Records from a data source:

************

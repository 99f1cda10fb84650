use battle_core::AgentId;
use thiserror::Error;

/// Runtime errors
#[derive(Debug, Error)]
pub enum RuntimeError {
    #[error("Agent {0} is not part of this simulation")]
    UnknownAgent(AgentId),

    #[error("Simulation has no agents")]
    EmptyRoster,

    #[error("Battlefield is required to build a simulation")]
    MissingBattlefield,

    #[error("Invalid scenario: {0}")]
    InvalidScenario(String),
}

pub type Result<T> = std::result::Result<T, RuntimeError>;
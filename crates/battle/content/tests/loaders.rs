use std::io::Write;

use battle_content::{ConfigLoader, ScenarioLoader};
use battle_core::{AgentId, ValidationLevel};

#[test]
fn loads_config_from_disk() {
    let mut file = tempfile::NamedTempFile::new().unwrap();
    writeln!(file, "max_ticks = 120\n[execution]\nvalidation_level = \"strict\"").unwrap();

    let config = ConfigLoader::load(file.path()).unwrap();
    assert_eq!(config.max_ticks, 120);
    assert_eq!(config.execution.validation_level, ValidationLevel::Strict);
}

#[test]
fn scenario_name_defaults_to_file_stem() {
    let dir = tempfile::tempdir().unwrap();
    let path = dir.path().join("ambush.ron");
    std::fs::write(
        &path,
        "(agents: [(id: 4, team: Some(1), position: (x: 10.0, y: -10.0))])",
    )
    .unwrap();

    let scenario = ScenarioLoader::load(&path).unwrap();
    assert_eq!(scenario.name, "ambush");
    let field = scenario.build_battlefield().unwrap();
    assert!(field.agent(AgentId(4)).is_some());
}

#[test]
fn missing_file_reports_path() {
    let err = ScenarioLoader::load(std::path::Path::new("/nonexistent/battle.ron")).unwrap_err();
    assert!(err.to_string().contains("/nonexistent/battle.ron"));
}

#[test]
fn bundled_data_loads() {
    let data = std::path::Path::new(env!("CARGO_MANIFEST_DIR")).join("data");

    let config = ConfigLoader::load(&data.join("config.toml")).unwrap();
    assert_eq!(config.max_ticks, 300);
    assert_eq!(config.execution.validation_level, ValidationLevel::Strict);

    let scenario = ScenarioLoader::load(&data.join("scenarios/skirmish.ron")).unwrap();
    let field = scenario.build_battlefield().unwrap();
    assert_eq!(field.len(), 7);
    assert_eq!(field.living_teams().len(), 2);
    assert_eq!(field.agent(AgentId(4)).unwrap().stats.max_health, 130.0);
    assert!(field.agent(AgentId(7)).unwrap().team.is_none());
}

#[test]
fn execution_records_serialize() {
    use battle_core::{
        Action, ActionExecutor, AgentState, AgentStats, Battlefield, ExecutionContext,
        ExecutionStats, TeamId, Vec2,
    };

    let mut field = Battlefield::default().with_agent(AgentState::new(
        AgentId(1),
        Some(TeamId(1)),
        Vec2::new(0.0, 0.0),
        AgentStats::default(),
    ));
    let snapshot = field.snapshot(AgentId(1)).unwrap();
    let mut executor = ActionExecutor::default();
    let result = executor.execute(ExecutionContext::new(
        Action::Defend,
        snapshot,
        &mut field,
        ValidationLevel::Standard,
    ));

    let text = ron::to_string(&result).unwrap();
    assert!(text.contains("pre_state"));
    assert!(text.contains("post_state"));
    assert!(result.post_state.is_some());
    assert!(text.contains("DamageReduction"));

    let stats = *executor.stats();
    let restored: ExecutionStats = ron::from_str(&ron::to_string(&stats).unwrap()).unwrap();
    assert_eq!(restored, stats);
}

************

Assignment —
Among the records above, which lines hold the word "contains"? Copy each one.

Exercise result —
    assert!(err.to_string().contains("/nonexistent/battle.ron"));
    assert!(text.contains("pre_state"));
    assert!(text.contains("post_state"));
    assert!(text.contains("DamageReduction"));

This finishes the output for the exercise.